You can either download its static AArch64 release or build from source on Armbian (which is more suggested, as the releases could be out-of-date). It works both on raw eMMC device and corresponding dumps so you can try on dumps obtained with dd for testing. (It also works on DTBs, so you can modify the partitions in an Android burning image directly, but I won't cover that use case here)

With a command like this, as posted by ophub:

./ampart-aarch64-static /dev/mmcblk2 --mode dclone data::-1:4

You can tell ampart to adjust the DTB and EPT and move the essential partitions you could not overwrite to the beginning of the eMMC, to like this:

===================================================================================
ID| name            |          offset|(   human)|            size|(   human)| masks
-----------------------------------------------------------------------------------
 0: bootloader                      0 (   0.00B)           400000 (   4.00M)      0
    (GAP)                                                 2000000 (  32.00M)
 1: reserved                  2400000 (  36.00M)          4000000 (  64.00M)      0
    (GAP)                                                  800000 (   8.00M)
 2: cache                     6c00000 ( 108.00M)                0 (   0.00B)      0
    (GAP)                                                  800000 (   8.00M)
 3: env                       7400000 ( 116.00M)           800000 (   8.00M)      0
    (GAP)                                                  800000 (   8.00M)
 4: data                      8400000 ( 132.00M)       1d16800000 ( 116.35G)      4
===================================================================================

So now you can safely write on areas 4M-36M (the gap between bootloader and reserved), 100M-116M (the gap between reserved and env), and 117M to end (env starts at 116M, but usually only contain 64K of data, so starting at 1M after 116M is more than safe)

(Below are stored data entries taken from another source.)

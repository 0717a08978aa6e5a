//! Structured lifecycle records.
//!
//! The pool records notable decisions (purges, out-of-memory recovery, arena
//! exhaustion) as structured records rather than text. Records carry a
//! monotonic decision id and a `tierpool::<symbol>::<id>` trace id so they can
//! be joined with harness logs. The log is bounded: once `capacity` records
//! are held, the oldest is dropped and counted.

use std::collections::VecDeque;

/// Severity of a lifecycle record.
#[derive(Debug, Clone, Copy, PartialEq, Eq, PartialOrd, Ord, Hash)]
pub enum PoolLogLevel {
    Trace,
    Debug,
    Info,
    Warn,
    Error,
}

impl PoolLogLevel {
    /// Parse a level name (case-insensitive).
    #[must_use]
    pub fn parse(s: &str) -> Option<Self> {
        match s.trim().to_ascii_lowercase().as_str() {
            "trace" => Some(Self::Trace),
            "debug" => Some(Self::Debug),
            "info" => Some(Self::Info),
            "warn" | "warning" => Some(Self::Warn),
            "error" => Some(Self::Error),
            _ => None,
        }
    }

    #[must_use]
    pub const fn as_str(self) -> &'static str {
        match self {
            Self::Trace => "trace",
            Self::Debug => "debug",
            Self::Info => "info",
            Self::Warn => "warn",
            Self::Error => "error",
        }
    }
}

/// One structured lifecycle record.
#[derive(Debug, Clone, PartialEq, Eq)]
pub struct PoolLogRecord {
    /// Monotonic decision/event id, starting at 1.
    pub decision_id: u64,
    /// Correlation id for this record.
    pub trace_id: String,
    pub level: PoolLogLevel,
    /// API symbol (`allocate`, `release`, `reallocate`, `init`, ...).
    pub symbol: &'static str,
    /// Event kind (`pool_purge`, `oom_exhausted`, ...).
    pub event: &'static str,
    /// Size involved in the event, when there is one.
    pub size: Option<usize>,
    /// Machine-readable outcome label.
    pub outcome: &'static str,
    /// Free-form `key=value` details.
    pub details: String,
    /// Snapshot: bytes held from the general heap.
    pub outstanding_bytes: usize,
}

/// Bounded buffer of lifecycle records.
#[derive(Debug)]
pub struct EventLog {
    records: VecDeque<PoolLogRecord>,
    capacity: usize,
    min_level: PoolLogLevel,
    next_decision_id: u64,
    dropped: u64,
}

impl EventLog {
    #[must_use]
    pub fn new(min_level: PoolLogLevel, capacity: usize) -> Self {
        Self {
            records: VecDeque::with_capacity(capacity.min(1024)),
            capacity,
            min_level,
            next_decision_id: 1,
            dropped: 0,
        }
    }

    /// Returns true if records at `level` are kept.
    #[inline]
    #[must_use]
    pub fn enabled(&self, level: PoolLogLevel) -> bool {
        self.capacity > 0 && level >= self.min_level
    }

    #[allow(clippy::too_many_arguments)]
    pub fn record(
        &mut self,
        level: PoolLogLevel,
        symbol: &'static str,
        event: &'static str,
        size: Option<usize>,
        outcome: &'static str,
        details: impl Into<String>,
        outstanding_bytes: usize,
    ) {
        if !self.enabled(level) {
            return;
        }
        let decision_id = self.next_decision_id;
        self.next_decision_id = self.next_decision_id.wrapping_add(1);
        if self.records.len() >= self.capacity {
            self.records.pop_front();
            self.dropped += 1;
        }
        self.records.push_back(PoolLogRecord {
            decision_id,
            trace_id: format!("tierpool::{symbol}::{decision_id:016x}"),
            level,
            symbol,
            event,
            size,
            outcome,
            details: details.into(),
            outstanding_bytes,
        });
    }

    /// Copy of the retained records, oldest first.
    #[must_use]
    pub fn records(&self) -> Vec<PoolLogRecord> {
        self.records.iter().cloned().collect()
    }

    /// Remove and return the retained records, oldest first.
    pub fn drain(&mut self) -> Vec<PoolLogRecord> {
        self.records.drain(..).collect()
    }

    /// Records discarded because the log was full.
    #[must_use]
    pub fn dropped(&self) -> u64 {
        self.dropped
    }

    #[must_use]
    pub fn min_level(&self) -> PoolLogLevel {
        self.min_level
    }

    #[must_use]
    pub fn len(&self) -> usize {
        self.records.len()
    }

    #[must_use]
    pub fn is_empty(&self) -> bool {
        self.records.is_empty()
    }
}

#[cfg(test)]
mod tests {
    use super::*;

    #[test]
    fn levels_are_ordered_by_severity() {
        assert!(PoolLogLevel::Trace < PoolLogLevel::Debug);
        assert!(PoolLogLevel::Info < PoolLogLevel::Warn);
        assert!(PoolLogLevel::Warn < PoolLogLevel::Error);
    }

    #[test]
    fn parse_level_names() {
        assert_eq!(PoolLogLevel::parse("TRACE"), Some(PoolLogLevel::Trace));
        assert_eq!(PoolLogLevel::parse("warning"), Some(PoolLogLevel::Warn));
        assert_eq!(PoolLogLevel::parse(" error "), Some(PoolLogLevel::Error));
        assert_eq!(PoolLogLevel::parse("verbose"), None);
    }

    #[test]
    fn records_below_threshold_are_skipped() {
        let mut log = EventLog::new(PoolLogLevel::Info, 16);
        log.record(PoolLogLevel::Debug, "allocate", "tiny_arena_exhausted", Some(16), "fallthrough", "", 0);
        assert!(log.is_empty());
        log.record(PoolLogLevel::Warn, "allocate", "oom_flush_retry", Some(64), "retry", "", 0);
        assert_eq!(log.len(), 1);
    }

    #[test]
    fn records_carry_trace_and_decision_ids() {
        let mut log = EventLog::new(PoolLogLevel::Trace, 16);
        log.record(PoolLogLevel::Info, "allocate", "pool_purge", None, "purged", "pool=small", 10);
        log.record(PoolLogLevel::Info, "release", "pool_purge", None, "purged", "pool=medium", 20);
        let records = log.records();
        assert_eq!(records[0].decision_id, 1);
        assert_eq!(records[1].decision_id, 2);
        assert_eq!(records[0].trace_id, "tierpool::allocate::0000000000000001");
        assert!(records[1].trace_id.starts_with("tierpool::release::"));
        assert_eq!(records[1].outstanding_bytes, 20);
    }

    #[test]
    fn full_log_drops_oldest() {
        let mut log = EventLog::new(PoolLogLevel::Trace, 2);
        for _ in 0..5 {
            log.record(PoolLogLevel::Info, "allocate", "heap_fallback", Some(1), "success", "", 0);
        }
        assert_eq!(log.len(), 2);
        assert_eq!(log.dropped(), 3);
        let ids: Vec<u64> = log.drain().iter().map(|r| r.decision_id).collect();
        assert_eq!(ids, vec![4, 5]);
        assert!(log.is_empty());
    }

    #[test]
    fn zero_capacity_disables_logging() {
        let mut log = EventLog::new(PoolLogLevel::Trace, 0);
        assert!(!log.enabled(PoolLogLevel::Error));
        log.record(PoolLogLevel::Error, "allocate", "oom_exhausted", None, "null", "", 0);
        assert!(log.is_empty());
        assert_eq!(log.dropped(), 0);
    }
}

So the armbian-install script can be modified to use the eMMC space starting from 117M (if you do it manually, then the above free space could also be used, i.e. 4M-36M, 100M-116M):

   elif [[ "${boxid}" -eq "xxx" ]]; then
       BLANK1="117"
       BOOT="256"
       BLANK2="0"

Although ampart has its documentation in my repo which you should refer to for more advanced uses (e.g. directly editting EPT instead of editting DTB and update EPT from DTB, move/clone/delete partitions, etc). But I'll explain why argument data::-1:4 is used for this general case.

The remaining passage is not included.